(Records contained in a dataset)
:::::

//! Wrapper that implements the selectors crate's Element trait for our DOM.

use core::fmt;
use selectors::OpaqueElement;
use selectors::attr::{AttrSelectorOperation, AttrSelectorOperator, CaseSensitivity, NamespaceConstraint};
use selpath_html::{Document, NodeId};

/// Wrapper around a NodeId that implements selectors::Element trait.
#[derive(Clone, Copy)]
pub struct ElementWrapper<'a> {
    pub node: NodeId,
    pub document: &'a Document,
    /// Ancestor the combinator chain may not reach. Matching treats its children as roots.
    boundary: Option<NodeId>,
}

impl fmt::Debug for ElementWrapper<'_> {
    fn fmt(&self, f: &mut fmt::Formatter<'_>) -> fmt::Result {
        f.debug_struct("ElementWrapper")
            .field("node", &self.node)
            .finish_non_exhaustive()
    }
}

impl<'a> ElementWrapper<'a> {
    pub fn new(node: NodeId, document: &'a Document) -> Self {
        Self {
            node,
            document,
            boundary: None,
        }
    }

    /// Wrapper whose ancestor chain stops below `boundary`.
    pub fn within(node: NodeId, document: &'a Document, boundary: NodeId) -> Self {
        Self {
            node,
            document,
            boundary: Some(boundary),
        }
    }

    fn wrap(&self, node: NodeId) -> Self {
        Self {
            node,
            document: self.document,
            boundary: self.boundary,
        }
    }

    fn attribute(&self, name: &str) -> Option<&'a str> {
        self.document.attribute(self.node, name)
    }

    fn local_name(&self) -> Option<&'a str> {
        self.document.local_name(self.node)
    }
}

/// Evaluate one attribute operator. Both sides are expected to be folded already
/// when matching case-insensitively.
fn eval_operator(operator: AttrSelectorOperator, attr_value: &str, value: &str) -> bool {
    match operator {
        AttrSelectorOperator::Equal => attr_value == value,
        AttrSelectorOperator::Includes => attr_value.split_ascii_whitespace().any(|part| part == value),
        AttrSelectorOperator::DashMatch => {
            attr_value == value
                || attr_value
                    .strip_prefix(value)
                    .is_some_and(|rest| rest.starts_with('-'))
        }
        AttrSelectorOperator::Prefix => !value.is_empty() && attr_value.starts_with(value),
        AttrSelectorOperator::Suffix => !value.is_empty() && attr_value.ends_with(value),
        AttrSelectorOperator::Substring => !value.is_empty() && attr_value.contains(value),
    }
}

fn same_ident(left: &str, right: &str, case_sensitivity: CaseSensitivity) -> bool {
    match case_sensitivity {
        CaseSensitivity::CaseSensitive => left == right,
        CaseSensitivity::AsciiCaseInsensitive => left.eq_ignore_ascii_case(right),
    }
}

impl selectors::Element for ElementWrapper<'_> {
    type Impl = SelectorImpl;

    fn opaque(&self) -> OpaqueElement {
        // Address of the arena slot, stable for the lifetime of the borrow
        self.document
            .node(self.node)
            .map_or_else(|| OpaqueElement::new(self.document), |data| OpaqueElement::new(data))
    }

    fn parent_element(&self) -> Option<Self> {
        self.document
            .parent_element(self.node)
            .filter(|parent| Some(*parent) != self.boundary)
            .map(|parent| self.wrap(parent))
    }

    fn parent_node_is_shadow_root(&self) -> bool {
        false
    }

    fn containing_shadow_host(&self) -> Option<Self> {
        None
    }

    fn is_pseudo_element(&self) -> bool {
        false
    }

    fn prev_sibling_element(&self) -> Option<Self> {
        self.document
            .previous_element_sibling(self.node)
            .map(|sibling| self.wrap(sibling))
    }

    fn next_sibling_element(&self) -> Option<Self> {
        self.document
            .next_element_sibling(self.node)
            .map(|sibling| self.wrap(sibling))
    }

    fn first_element_child(&self) -> Option<Self> {
        self.document
            .first_element_child(self.node)
            .map(|child| self.wrap(child))
    }

    fn is_html_element_in_html_document(&self) -> bool {
        true
    }

    fn has_local_name(&self, local_name: &str) -> bool {
        self.local_name() == Some(local_name)
    }

    fn has_namespace(&self, _ns: &()) -> bool {
        true
    }

    fn is_same_type(&self, other: &Self) -> bool {
        self.local_name() == other.local_name()
    }

    fn attr_matches(
        &self,
        ns: &NamespaceConstraint<&()>,
        local_name: &AttrString,
        operation: &AttrSelectorOperation<&AttrString>,
    ) -> bool {
        if !matches!(ns, NamespaceConstraint::Specific(())) {
            return false;
        }
        let Some(attr_value) = self.attribute(&local_name.0) else {
            return false;
        };

        match operation {
            AttrSelectorOperation::Exists => true,
            AttrSelectorOperation::WithValue {
                operator,
                case_sensitivity,
                value,
            } => {
                if *case_sensitivity == CaseSensitivity::CaseSensitive {
                    eval_operator(*operator, attr_value, &value.0)
                } else {
                    eval_operator(
                        *operator,
                        &attr_value.to_ascii_lowercase(),
                        &value.0.to_ascii_lowercase(),
                    )
                }
            }
        }
    }

    fn match_non_ts_pseudo_class(
        &self,
        pc: &NonTSPseudoClass,
        _context: &mut selectors::matching::MatchingContext<Self::Impl>,
    ) -> bool {
        match *pc {}
    }

    fn match_pseudo_element(
        &self,
        pe: &PseudoElement,
        _context: &mut selectors::matching::MatchingContext<Self::Impl>,
    ) -> bool {
        match *pe {}
    }

    fn apply_selector_flags(&self, _flags: selectors::matching::ElementSelectorFlags) {}

    fn is_link(&self) -> bool {
        matches!(self.local_name(), Some("a" | "area")) && self.attribute("href").is_some()
    }

    fn is_html_slot_element(&self) -> bool {
        self.local_name() == Some("slot")
    }

    fn has_id(&self, id: &AttrString, case_sensitivity: CaseSensitivity) -> bool {
        self.attribute("id")
            .is_some_and(|attr_id| same_ident(attr_id, &id.0, case_sensitivity))
    }

    fn has_class(&self, name: &AttrString, case_sensitivity: CaseSensitivity) -> bool {
        self.document
            .class_list(self.node)
            .into_iter()
            .any(|class| same_ident(class, &name.0, case_sensitivity))
    }

    fn imported_part(&self, _name: &AttrString) -> Option<AttrString> {
        None
    }

    fn is_part(&self, _name: &AttrString) -> bool {
        false
    }

    fn is_empty(&self) -> bool {
        self.document.first_element_child(self.node).is_none()
            && self.document.text_content(self.node).trim().is_empty()
    }

    fn is_root(&self) -> bool {
        self.document.document_element() == Some(self.node)
    }
}

/// String wrapper that implements ToCss
#[derive(Debug, Clone, PartialEq, Eq, Hash, Default)]
pub struct AttrString(pub String);

impl From<&str> for AttrString {
    fn from(value: &str) -> Self {
        Self(value.to_owned())
    }
}

impl core::borrow::Borrow<str> for AttrString {
    fn borrow(&self) -> &str {
        &self.0
    }
}

impl cssparser::ToCss for AttrString {
    fn to_css<W>(&self, dest: &mut W) -> fmt::Result
    where
        W: fmt::Write,
    {
        cssparser::serialize_string(&self.0, dest)
    }
}

/// Selector implementation types
#[derive(Debug, Clone, Copy)]
pub struct SelectorImpl;

impl selectors::SelectorImpl for SelectorImpl {
    type ExtraMatchingData<'a> = ();
    type AttrValue = AttrString;
    type Identifier = AttrString;
    type LocalName = AttrString;
    type NamespacePrefix = AttrString;
    type NamespaceUrl = ();
    type BorrowedLocalName = str;
    type BorrowedNamespaceUrl = ();
    type NonTSPseudoClass = NonTSPseudoClass;
    type PseudoElement = PseudoElement;
}

/// Non-tree-structural pseudo-classes
#[derive(Debug, Clone, PartialEq, Eq)]
pub enum NonTSPseudoClass {}

impl selectors::parser::NonTSPseudoClass for NonTSPseudoClass {
    type Impl = SelectorImpl;

    fn is_active_or_hover(&self) -> bool {
        match *self {}
    }

    fn is_user_action_state(&self) -> bool {
        match *self {}
    }
}

impl cssparser::ToCss for NonTSPseudoClass {
    fn to_css<W>(&self, _dest: &mut W) -> fmt::Result
    where
        W: fmt::Write,
    {
        match *self {}
    }
}

/// Pseudo-elements
#[derive(Debug, Clone, PartialEq, Eq)]
pub enum PseudoElement {}

impl selectors::parser::PseudoElement for PseudoElement {
    type Impl = SelectorImpl;
}

impl cssparser::ToCss for PseudoElement {
    fn to_css<W>(&self, _dest: &mut W) -> fmt::Result
    where
        W: fmt::Write,
    {
        match *self {}
    }
}
//! Ancestor chains of picked nodes.

use selpath_html::{Document, NodeId};

use crate::arena::{DescriptorArena, DescriptorId};
use crate::error::{BuilderError, PickRejection};

/// Handles from the highest ancestor below the document element down to the picked node.
#[derive(Debug, Clone, Default, PartialEq, Eq)]
pub struct Path {
    handles: Vec<DescriptorId>,
}

impl Path {
    pub fn handles(&self) -> &[DescriptorId] {
        &self.handles
    }

    pub fn contains(&self, id: DescriptorId) -> bool {
        self.handles.contains(&id)
    }

    pub fn position(&self, id: DescriptorId) -> Option<usize> {
        self.handles.iter().position(|handle| *handle == id)
    }

    pub fn leaf(&self) -> Option<DescriptorId> {
        self.handles.last().copied()
    }

    pub fn len(&self) -> usize {
        self.handles.len()
    }

    pub fn is_empty(&self) -> bool {
        self.handles.is_empty()
    }
}

/// Chain of a second pick. When `shared` is set, index 0 is the nearest
/// ancestor it has in common with the primary path.
#[derive(Debug, Clone, Default, PartialEq, Eq)]
pub struct RelativePath {
    handles: Vec<DescriptorId>,
    shared: bool,
}

impl RelativePath {
    pub fn handles(&self) -> &[DescriptorId] {
        &self.handles
    }

    /// The common ancestor's handle, if any.
    pub fn shared(&self) -> Option<DescriptorId> {
        if self.shared { self.handles.first().copied() } else { None }
    }

    pub fn has_common_ancestor(&self) -> bool {
        self.shared
    }

    /// Handles that belong to this path only.
    pub fn branch(&self) -> &[DescriptorId] {
        let skip = usize::from(self.shared);
        self.handles.get(skip..).unwrap_or_default()
    }

    pub fn leaf(&self) -> Option<DescriptorId> {
        self.handles.last().copied()
    }
}

/// Reject nodes that cannot head a path.
///
/// # Errors
/// [`BuilderError::InvalidPick`] for non-elements (including the document node),
/// the document element itself and detached nodes.
pub fn validate_pick(document: &Document, node: NodeId) -> Result<(), BuilderError> {
    if !document.is_element(node) {
        return Err(BuilderError::InvalidPick(PickRejection::NotAnElement));
    }
    if document.document_element() == Some(node) {
        return Err(BuilderError::InvalidPick(PickRejection::DocumentElement));
    }
    if !document.is_attached(node) {
        return Err(BuilderError::InvalidPick(PickRejection::Detached));
    }
    Ok(())
}

/// Element ancestors of `leaf` below the document element, `leaf` included, leaf first.
fn ancestors_below_root(document: &Document, leaf: NodeId) -> impl Iterator<Item = NodeId> + '_ {
    let boundary = document.document_element();
    let mut current = Some(leaf);
    core::iter::from_fn(move || {
        let node = current.filter(|node| Some(*node) != boundary)?;
        current = document.parent_element(node);
        Some(node)
    })
}

pub fn build_path(document: &Document, arena: &mut DescriptorArena, leaf: NodeId) -> Path {
    let mut handles: Vec<DescriptorId> = ancestors_below_root(document, leaf)
        .map(|node| arena.insert(node))
        .collect();
    handles.reverse();
    log::debug!(target: "selpath_builder", "built path of {} nodes", handles.len());
    Path { handles }
}

/// Walk up from `leaf` until a node already on `primary`. Nodes whose
/// descriptors are not on `primary` get fresh arena entries.
pub fn build_relative_path(
    document: &Document,
    arena: &mut DescriptorArena,
    leaf: NodeId,
    primary: &Path,
) -> RelativePath {
    let mut handles = Vec::new();
    let mut shared = false;
    for node in ancestors_below_root(document, leaf) {
        if let Some(id) = arena.lookup(node).filter(|id| primary.contains(*id)) {
            handles.push(id);
            shared = true;
            break;
        }
        handles.push(arena.insert(node));
    }
    handles.reverse();
    log::debug!(
        target: "selpath_builder",
        "built relative path of {} nodes (common ancestor: {shared})",
        handles.len()
    );
    RelativePath { handles, shared }
}

#[cfg(test)]
mod tests {
    use super::*;
    use selpath_html::parse_fragment;

    fn by_id(document: &Document, id: &str) -> NodeId {
        document.elements().find(|node| document.id(*node) == Some(id)).unwrap()
    }

    fn nodes(arena: &DescriptorArena, handles: &[DescriptorId]) -> Vec<NodeId> {
        handles.iter().map(|id| arena.get(*id).unwrap().node()).collect()
    }

    #[test]
    fn path_runs_from_top_ancestor_to_leaf() {
        let document = parse_fragment(r#"<div id="a"><p id="b"><span id="c"></span></p></div>"#).unwrap();
        let mut arena = DescriptorArena::new();
        let path = build_path(&document, &mut arena, by_id(&document, "c"));
        assert_eq!(
            nodes(&arena, path.handles()),
            vec![by_id(&document, "a"), by_id(&document, "b"), by_id(&document, "c")]
        );
    }

    #[test]
    fn relative_path_stops_at_leaf_when_it_is_on_primary() {
        let document = parse_fragment(r#"<div id="a"><p id="b"><span id="c"></span></p></div>"#).unwrap();
        let mut arena = DescriptorArena::new();
        let primary = build_path(&document, &mut arena, by_id(&document, "c"));
        let relative = build_relative_path(&document, &mut arena, by_id(&document, "b"), &primary);
        assert_eq!(relative.handles().len(), 1);
        assert_eq!(relative.shared(), primary.handles().get(1).copied());
        assert!(relative.branch().is_empty());
    }

    #[test]
    fn relative_path_without_common_ancestor_is_independent() {
        let document = parse_fragment(r#"<div id="a"><p id="b"></p></div><section id="s"><i id="i"></i></section>"#)
            .unwrap();
        let mut arena = DescriptorArena::new();
        let primary = build_path(&document, &mut arena, by_id(&document, "b"));
        let relative = build_relative_path(&document, &mut arena, by_id(&document, "i"), &primary);
        assert!(!relative.has_common_ancestor());
        assert_eq!(relative.shared(), None);
        assert_eq!(
            nodes(&arena, relative.branch()),
            vec![by_id(&document, "s"), by_id(&document, "i")]
        );
    }

    #[test]
    fn rejects_document_element_and_non_elements() {
        let mut document = parse_fragment("<p>text</p>").unwrap();
        let html = document.document_element().unwrap();
        assert_eq!(
            validate_pick(&document, html),
            Err(BuilderError::InvalidPick(PickRejection::DocumentElement))
        );
        assert_eq!(
            validate_pick(&document, document.root()),
            Err(BuilderError::InvalidPick(PickRejection::NotAnElement))
        );
        let orphan = document.create_element("p");
        assert_eq!(
            validate_pick(&document, orphan),
            Err(BuilderError::InvalidPick(PickRejection::Detached))
        );
        let paragraph = document.first_element_child(html).unwrap();
        assert_eq!(validate_pick(&document, paragraph), Ok(()));
    }
}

:::::

Your job is to copy out every line from the records above that has the word "other".

- **TASK OUTPUT**:
    fn is_same_type(&self, other: &Self) -> bool {
        self.local_name() == other.local_name()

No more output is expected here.